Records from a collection
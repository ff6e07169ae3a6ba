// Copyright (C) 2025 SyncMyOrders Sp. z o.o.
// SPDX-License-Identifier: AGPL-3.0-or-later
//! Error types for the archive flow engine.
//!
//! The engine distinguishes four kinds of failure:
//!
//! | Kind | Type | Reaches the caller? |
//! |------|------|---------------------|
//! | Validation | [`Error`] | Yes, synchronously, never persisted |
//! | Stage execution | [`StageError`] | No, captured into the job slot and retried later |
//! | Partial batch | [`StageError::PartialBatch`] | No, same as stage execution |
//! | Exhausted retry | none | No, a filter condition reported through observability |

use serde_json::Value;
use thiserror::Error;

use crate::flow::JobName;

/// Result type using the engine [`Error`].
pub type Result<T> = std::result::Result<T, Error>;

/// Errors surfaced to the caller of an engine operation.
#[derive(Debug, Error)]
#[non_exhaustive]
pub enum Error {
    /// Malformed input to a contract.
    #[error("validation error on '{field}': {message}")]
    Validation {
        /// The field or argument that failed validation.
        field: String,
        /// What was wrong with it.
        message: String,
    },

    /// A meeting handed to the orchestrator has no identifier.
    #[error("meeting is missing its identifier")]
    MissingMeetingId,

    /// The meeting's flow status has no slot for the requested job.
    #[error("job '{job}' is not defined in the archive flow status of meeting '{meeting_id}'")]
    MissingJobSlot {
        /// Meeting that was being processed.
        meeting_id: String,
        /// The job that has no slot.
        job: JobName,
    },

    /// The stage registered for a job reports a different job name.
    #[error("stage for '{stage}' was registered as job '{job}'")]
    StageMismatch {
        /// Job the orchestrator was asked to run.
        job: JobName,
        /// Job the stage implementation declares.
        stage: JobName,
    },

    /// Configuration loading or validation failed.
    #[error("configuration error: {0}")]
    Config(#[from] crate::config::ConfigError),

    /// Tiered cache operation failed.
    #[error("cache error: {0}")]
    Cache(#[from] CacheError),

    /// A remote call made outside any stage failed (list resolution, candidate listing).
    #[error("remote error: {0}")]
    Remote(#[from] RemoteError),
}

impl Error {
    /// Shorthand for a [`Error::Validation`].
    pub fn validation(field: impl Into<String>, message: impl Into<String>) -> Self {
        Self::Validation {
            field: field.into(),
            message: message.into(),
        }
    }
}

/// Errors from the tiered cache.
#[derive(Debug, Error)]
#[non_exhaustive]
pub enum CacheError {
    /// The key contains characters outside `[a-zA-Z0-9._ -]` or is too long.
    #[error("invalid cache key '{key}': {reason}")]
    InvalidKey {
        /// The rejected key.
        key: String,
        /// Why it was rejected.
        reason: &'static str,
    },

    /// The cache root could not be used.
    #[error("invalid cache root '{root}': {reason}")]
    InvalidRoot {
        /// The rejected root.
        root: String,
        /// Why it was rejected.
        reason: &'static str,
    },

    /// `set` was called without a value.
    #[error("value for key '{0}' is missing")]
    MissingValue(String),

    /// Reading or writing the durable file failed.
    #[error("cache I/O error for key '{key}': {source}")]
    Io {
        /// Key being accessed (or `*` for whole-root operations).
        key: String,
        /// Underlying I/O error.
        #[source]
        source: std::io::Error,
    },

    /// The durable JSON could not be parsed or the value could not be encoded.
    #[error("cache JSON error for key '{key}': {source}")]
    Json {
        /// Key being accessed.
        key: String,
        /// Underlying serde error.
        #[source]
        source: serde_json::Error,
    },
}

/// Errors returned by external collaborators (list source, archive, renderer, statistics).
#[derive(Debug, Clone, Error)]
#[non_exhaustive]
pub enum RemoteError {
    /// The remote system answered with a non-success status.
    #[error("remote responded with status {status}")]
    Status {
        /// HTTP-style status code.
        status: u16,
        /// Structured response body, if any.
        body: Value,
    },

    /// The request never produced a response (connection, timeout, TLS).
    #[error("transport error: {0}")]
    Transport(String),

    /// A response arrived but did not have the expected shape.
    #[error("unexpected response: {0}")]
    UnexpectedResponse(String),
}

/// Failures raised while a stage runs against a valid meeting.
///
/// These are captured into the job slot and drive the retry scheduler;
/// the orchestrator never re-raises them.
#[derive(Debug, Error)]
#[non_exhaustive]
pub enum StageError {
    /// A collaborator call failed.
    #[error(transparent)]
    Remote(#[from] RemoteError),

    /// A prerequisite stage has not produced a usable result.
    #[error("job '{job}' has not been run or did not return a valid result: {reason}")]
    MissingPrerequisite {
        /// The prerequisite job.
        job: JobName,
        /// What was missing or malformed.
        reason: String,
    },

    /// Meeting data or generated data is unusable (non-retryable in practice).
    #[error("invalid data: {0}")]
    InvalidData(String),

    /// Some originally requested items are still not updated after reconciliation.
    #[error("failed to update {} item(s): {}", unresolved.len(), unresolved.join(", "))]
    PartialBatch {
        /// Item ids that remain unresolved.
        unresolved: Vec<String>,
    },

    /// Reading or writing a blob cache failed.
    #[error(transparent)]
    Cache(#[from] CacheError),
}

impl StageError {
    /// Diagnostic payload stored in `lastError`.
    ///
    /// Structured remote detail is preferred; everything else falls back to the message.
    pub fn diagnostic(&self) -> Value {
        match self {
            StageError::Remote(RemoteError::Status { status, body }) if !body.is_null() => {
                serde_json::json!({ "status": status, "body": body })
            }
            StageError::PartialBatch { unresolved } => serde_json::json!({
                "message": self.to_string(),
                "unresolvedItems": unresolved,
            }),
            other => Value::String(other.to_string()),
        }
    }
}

---

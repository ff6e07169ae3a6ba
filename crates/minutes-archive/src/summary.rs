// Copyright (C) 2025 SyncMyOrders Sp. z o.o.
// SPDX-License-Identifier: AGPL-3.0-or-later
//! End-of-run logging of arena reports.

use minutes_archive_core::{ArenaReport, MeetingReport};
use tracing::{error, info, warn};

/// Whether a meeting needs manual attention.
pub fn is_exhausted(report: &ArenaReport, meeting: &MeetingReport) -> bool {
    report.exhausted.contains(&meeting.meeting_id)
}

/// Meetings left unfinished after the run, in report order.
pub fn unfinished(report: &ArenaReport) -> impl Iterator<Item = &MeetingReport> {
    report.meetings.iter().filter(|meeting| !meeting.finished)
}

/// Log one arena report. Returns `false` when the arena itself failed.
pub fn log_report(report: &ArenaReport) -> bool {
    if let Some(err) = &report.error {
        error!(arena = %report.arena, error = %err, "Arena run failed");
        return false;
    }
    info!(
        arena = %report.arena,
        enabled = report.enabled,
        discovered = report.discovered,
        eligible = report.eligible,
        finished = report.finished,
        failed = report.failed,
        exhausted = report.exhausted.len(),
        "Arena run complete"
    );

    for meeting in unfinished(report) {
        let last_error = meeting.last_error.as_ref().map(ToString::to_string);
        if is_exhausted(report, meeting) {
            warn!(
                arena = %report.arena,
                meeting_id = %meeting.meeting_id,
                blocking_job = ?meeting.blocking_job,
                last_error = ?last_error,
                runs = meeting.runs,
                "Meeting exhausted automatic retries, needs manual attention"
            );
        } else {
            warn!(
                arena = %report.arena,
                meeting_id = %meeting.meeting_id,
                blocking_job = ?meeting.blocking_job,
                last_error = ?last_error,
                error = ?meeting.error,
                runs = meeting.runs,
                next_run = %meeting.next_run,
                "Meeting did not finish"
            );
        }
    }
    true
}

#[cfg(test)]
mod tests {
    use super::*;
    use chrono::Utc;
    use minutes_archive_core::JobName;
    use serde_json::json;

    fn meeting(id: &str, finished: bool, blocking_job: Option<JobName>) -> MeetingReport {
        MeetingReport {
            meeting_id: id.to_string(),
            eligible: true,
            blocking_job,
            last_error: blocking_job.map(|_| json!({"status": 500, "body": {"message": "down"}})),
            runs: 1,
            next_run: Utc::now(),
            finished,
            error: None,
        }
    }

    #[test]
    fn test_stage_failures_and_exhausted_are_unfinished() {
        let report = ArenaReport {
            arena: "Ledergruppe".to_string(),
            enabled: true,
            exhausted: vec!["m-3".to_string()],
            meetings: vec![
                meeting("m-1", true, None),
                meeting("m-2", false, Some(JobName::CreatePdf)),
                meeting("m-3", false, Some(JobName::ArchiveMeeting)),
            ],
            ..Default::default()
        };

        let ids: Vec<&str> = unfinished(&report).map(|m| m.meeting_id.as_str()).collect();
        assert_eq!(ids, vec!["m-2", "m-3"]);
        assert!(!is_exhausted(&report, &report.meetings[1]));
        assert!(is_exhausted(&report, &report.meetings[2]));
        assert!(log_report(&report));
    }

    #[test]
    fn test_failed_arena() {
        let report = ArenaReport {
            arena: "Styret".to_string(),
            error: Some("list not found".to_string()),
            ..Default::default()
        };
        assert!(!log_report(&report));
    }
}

## WORK ORDER
For the records above, state how many lines include "after", giving no more than the number.

## RESPONSE TO THE EXERCISE
2